Railway station in Ōyodo, Nara Prefecture, Japan

Fukugami Station (福神駅, Fukugami-eki) is a passenger railway station located in the town of Ōyodo, Yoshino District, Nara Prefecture, Japan. It is operated by the private transportation company, Kintetsu Railway.

==Line==
Fukugami Station is served by the Yoshino Line and is 12.8 kilometers from the starting point of the line at and 52.5 kilometers from .

==Layout==
The station consists of two opposing side platforms and two tracks. In 1999, when Kintetsu developed a new town around Fukujin Station, the station underwent extensive renovations and was reborn as an elevated station building with a "British pastoral design".The station building is located on the bridge, and is connected to the platform by elevator.

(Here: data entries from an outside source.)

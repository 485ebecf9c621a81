use serde::{Deserialize, Serialize};
use url::Url;

use marconio_proto::MediaPlayable;

pub const NOW_PLAYING_ARTIST: &str = "NTS";

#[derive(Debug, Clone, PartialEq, Eq, Serialize, Deserialize)]
pub struct NowPlayingInfo {
    pub title: String,
    pub artist: String,
    pub composer: String,
    pub is_live_stream: bool,
    pub asset_url: Url,
    pub artwork: Option<Url>,
}

impl NowPlayingInfo {
    pub fn for_playable(playable: &MediaPlayable) -> Self {
        Self {
            title: playable.title.clone(),
            artist: NOW_PLAYING_ARTIST.to_string(),
            composer: playable.subtitle.clone().unwrap_or_default(),
            is_live_stream: true,
            asset_url: playable.stream_url.clone(),
            artwork: Some(playable.artwork.clone()),
        }
    }
}

#[derive(Debug, Clone, Copy, PartialEq, Eq, Serialize, Deserialize)]
#[serde(rename_all = "snake_case")]
pub enum NowPlayingStatus {
    Playing,
    Paused,
    Stopped,
}

/// Pushes metadata to the system "now playing" surface. Fire-and-forget.
pub trait NowPlayingPublisher: Send {
    fn publish_info(&mut self, info: &NowPlayingInfo);
    fn publish_status(&mut self, status: NowPlayingStatus);
}
use serde::{Deserialize, Serialize};

use marconio_proto::MediaPlayable;

use crate::clients::activity::{UserActivity, UserActivityEvent};
use crate::clients::audio::{AudioEngineEvent, RoutePicker};
use crate::clients::remote::ExternalCommand;

#[derive(Debug, Clone, Copy, PartialEq, Eq, Default, Serialize, Deserialize)]
#[serde(rename_all = "snake_case")]
pub enum PlayerState {
    Playing,
    Paused,
    #[default]
    Stopped,
}

#[derive(Debug, Clone, PartialEq, Eq, Default, Serialize, Deserialize)]
pub struct PlaybackState {
    pub currently_playing: Option<MediaPlayable>,
    pub player_state: PlayerState,
    pub current_activity: Option<UserActivity>,
    pub route_picker: Option<RoutePicker>,
    pub monitoring_remote_commands: bool,
    /// Bumped on every load; engine events from older loads are dropped.
    pub load_generation: u64,
}

#[derive(Debug, Clone, PartialEq, Eq)]
pub enum PlaybackAction {
    LoadPlayable(MediaPlayable),
    PausePlayback,
    ResumePlayback,
    TogglePlayback,
    StopPlayback,
    UpdateNowPlaying,
    StartMonitoringRemoteCommands,
    ExternalCommand(ExternalCommand),
    UserActivity(UserActivityEvent),
    AudioEngine(AudioEngineEvent),
}
use marconio_proto::MediaPlayable;

pub const TILE_HEADING: &str = "Now Playing";

/// Dock/taskbar tile. Fire-and-forget.
pub trait AppTile: Send {
    fn update_tile(&mut self, playable: &MediaPlayable);
}

/// The two menu lines a tile shows for `playable`.
pub fn tile_menu(playable: &MediaPlayable) -> [String; 2] {
    [TILE_HEADING.to_string(), format!("NTS - {}", playable.title)]
}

The elevator connecting the inside-ticket concourse and the outbound platform is a rare type called an "inside-outside shared type" that also connects the outside-ticket concourse and the east side of the station, and this station was the first in Japan to have one like this.

===Platforms===

| 1 | ■ F Yoshino Line | for Yoshino |
| 2 | ■ F Yoshino Line | for Ōsaka Abenobashi |

==History==
The station opened on 11 May 1924 on the Yoshino Railway. The Yoshino Railway merged with the Osaka Electric Tramway on 1 August 1929, which in turn merged with the Sangu Express Railway on 15 March 1941 to form the Kansai Express Railway. The Kansai Express Rail merged with Nankai Railway on 1 June 1944 to form the Kintetsu Railway Yoshino Line

==Passenger statistics==
In fiscal 2019, the station was used by an average of 1374 passengers daily (boarding passengers only).

==Surrounding area==
- Hanayoshino Residential Area (Hanayoshino Garden Hills)
- Kintetsu Farm Hanayoshino - An agricultural facility opened in July 2012 as a collaboration between Kintetsu Railway, Marubeni, and Kinki University. The facility's plant factory produces lettuce and other leafy vegetables and radishes, while the agricultural greenhouse produces tomatoes, which are sold as part of the "Vegetables from Hanayoshino" series at Kintetsu Group's Kinsho Stores and supplied as ingredients to hotels and restaurants.